## WHAT THE EXERCISE ASKS:
Keep each line of the material that includes "None", and leave out the rest.
[INPUT DATA — start]
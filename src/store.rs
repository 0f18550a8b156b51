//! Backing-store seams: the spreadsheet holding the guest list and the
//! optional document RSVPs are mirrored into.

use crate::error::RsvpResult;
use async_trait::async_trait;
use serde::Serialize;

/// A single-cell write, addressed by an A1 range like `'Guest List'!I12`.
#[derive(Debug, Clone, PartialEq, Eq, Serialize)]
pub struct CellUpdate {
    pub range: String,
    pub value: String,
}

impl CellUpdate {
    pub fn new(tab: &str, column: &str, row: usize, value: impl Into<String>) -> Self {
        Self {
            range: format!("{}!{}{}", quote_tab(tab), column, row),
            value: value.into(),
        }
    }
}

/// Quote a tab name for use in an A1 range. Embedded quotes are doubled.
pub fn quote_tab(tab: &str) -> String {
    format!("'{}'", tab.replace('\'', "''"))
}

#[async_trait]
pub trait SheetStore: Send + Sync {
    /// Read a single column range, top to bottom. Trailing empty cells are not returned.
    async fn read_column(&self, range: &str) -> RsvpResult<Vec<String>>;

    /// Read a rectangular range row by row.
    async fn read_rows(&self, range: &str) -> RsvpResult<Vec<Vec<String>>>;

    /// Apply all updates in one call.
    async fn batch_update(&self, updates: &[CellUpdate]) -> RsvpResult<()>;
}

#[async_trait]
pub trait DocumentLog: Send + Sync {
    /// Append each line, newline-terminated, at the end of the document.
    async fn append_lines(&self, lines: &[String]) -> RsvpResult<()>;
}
[INPUT DATA — finish]
[INPUT DATA — start]
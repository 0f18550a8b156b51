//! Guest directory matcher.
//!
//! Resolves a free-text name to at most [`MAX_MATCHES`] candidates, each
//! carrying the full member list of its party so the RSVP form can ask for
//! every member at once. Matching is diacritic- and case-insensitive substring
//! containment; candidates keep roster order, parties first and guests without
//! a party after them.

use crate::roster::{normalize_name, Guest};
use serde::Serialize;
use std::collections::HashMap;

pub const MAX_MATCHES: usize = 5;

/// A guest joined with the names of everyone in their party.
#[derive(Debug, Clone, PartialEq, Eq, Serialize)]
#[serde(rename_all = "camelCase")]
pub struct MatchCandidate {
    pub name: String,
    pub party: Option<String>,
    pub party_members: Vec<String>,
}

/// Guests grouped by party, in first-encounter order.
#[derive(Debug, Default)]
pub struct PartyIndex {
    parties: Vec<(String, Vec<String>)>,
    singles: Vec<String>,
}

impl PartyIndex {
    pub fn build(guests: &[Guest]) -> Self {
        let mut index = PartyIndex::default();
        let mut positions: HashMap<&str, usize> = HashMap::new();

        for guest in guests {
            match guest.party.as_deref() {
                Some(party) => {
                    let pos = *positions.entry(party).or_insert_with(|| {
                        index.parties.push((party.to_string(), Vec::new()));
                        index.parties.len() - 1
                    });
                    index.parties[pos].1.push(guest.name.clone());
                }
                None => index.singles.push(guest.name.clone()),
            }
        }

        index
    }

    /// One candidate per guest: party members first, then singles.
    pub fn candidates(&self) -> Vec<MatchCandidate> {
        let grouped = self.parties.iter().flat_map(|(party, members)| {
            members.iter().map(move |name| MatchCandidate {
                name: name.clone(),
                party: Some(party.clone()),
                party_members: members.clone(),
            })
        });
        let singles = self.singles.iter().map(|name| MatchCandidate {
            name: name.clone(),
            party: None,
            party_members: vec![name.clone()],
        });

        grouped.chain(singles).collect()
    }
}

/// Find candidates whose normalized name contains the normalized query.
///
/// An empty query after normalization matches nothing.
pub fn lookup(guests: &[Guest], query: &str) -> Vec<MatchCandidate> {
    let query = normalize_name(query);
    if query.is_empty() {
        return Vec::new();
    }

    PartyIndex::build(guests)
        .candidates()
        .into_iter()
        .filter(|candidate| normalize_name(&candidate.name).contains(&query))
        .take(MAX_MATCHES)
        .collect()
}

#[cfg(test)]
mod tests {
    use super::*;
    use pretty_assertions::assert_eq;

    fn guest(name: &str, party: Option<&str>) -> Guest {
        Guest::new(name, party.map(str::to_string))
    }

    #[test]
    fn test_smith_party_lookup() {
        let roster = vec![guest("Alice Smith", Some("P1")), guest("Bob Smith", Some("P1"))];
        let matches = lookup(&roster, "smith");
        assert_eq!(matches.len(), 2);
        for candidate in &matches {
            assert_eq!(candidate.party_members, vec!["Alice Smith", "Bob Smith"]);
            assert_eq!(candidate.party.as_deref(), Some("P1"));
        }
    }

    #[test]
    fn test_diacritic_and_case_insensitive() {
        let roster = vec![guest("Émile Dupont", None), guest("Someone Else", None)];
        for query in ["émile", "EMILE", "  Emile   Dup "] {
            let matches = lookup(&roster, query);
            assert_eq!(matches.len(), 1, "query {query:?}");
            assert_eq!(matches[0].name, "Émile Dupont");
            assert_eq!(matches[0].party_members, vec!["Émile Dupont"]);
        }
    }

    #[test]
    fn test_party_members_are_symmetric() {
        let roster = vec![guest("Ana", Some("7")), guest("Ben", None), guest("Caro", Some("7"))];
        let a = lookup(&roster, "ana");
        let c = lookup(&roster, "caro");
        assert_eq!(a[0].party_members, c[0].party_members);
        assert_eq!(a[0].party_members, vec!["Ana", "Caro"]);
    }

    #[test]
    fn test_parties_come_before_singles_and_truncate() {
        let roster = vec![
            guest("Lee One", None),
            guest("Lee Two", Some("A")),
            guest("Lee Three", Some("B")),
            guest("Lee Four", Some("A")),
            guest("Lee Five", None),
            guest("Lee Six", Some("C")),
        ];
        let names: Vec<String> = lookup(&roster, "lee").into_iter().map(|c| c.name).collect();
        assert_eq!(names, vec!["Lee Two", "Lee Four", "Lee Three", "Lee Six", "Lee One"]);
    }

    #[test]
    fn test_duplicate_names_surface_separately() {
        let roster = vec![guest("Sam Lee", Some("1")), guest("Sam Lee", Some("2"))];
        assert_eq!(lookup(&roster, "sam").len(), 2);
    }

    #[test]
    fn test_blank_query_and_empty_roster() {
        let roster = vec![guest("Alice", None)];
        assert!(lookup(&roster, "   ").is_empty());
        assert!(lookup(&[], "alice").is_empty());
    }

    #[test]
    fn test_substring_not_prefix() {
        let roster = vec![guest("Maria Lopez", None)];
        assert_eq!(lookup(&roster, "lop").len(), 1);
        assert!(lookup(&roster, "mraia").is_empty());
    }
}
[INPUT DATA — finish]
[INPUT DATA — start]
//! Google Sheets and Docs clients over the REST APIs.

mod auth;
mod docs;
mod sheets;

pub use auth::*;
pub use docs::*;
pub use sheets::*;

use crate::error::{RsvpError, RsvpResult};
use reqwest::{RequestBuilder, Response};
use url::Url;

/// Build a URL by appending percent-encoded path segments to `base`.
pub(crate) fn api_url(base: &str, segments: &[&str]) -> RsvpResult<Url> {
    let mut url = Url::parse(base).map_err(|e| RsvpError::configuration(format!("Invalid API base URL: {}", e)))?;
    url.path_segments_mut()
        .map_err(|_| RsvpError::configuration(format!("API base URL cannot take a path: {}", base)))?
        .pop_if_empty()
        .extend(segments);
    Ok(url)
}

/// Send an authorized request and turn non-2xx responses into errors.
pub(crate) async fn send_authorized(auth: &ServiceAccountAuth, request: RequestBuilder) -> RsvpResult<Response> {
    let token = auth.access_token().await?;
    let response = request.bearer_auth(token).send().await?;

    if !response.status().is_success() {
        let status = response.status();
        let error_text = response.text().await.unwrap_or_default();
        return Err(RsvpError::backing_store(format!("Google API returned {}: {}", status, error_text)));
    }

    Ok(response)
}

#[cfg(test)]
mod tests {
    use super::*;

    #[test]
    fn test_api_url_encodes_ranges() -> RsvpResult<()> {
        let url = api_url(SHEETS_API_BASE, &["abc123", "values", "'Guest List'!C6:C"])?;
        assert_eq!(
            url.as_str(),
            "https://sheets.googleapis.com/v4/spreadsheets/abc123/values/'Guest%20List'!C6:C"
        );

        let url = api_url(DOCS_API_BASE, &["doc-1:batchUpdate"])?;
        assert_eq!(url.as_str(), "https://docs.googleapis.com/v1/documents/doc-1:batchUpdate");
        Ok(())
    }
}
[INPUT DATA — finish]
## RESULT OF THE EXERCISE:
                None => index.singles.push(guest.name.clone()),
            party: None,
        let roster = vec![guest("Émile Dupont", None), guest("Someone Else", None)];
        let roster = vec![guest("Ana", Some("7")), guest("Ben", None), guest("Caro", Some("7"))];
            guest("Lee One", None),
            guest("Lee Five", None),
        let roster = vec![guest("Alice", None)];
        let roster = vec![guest("Maria Lopez", None)];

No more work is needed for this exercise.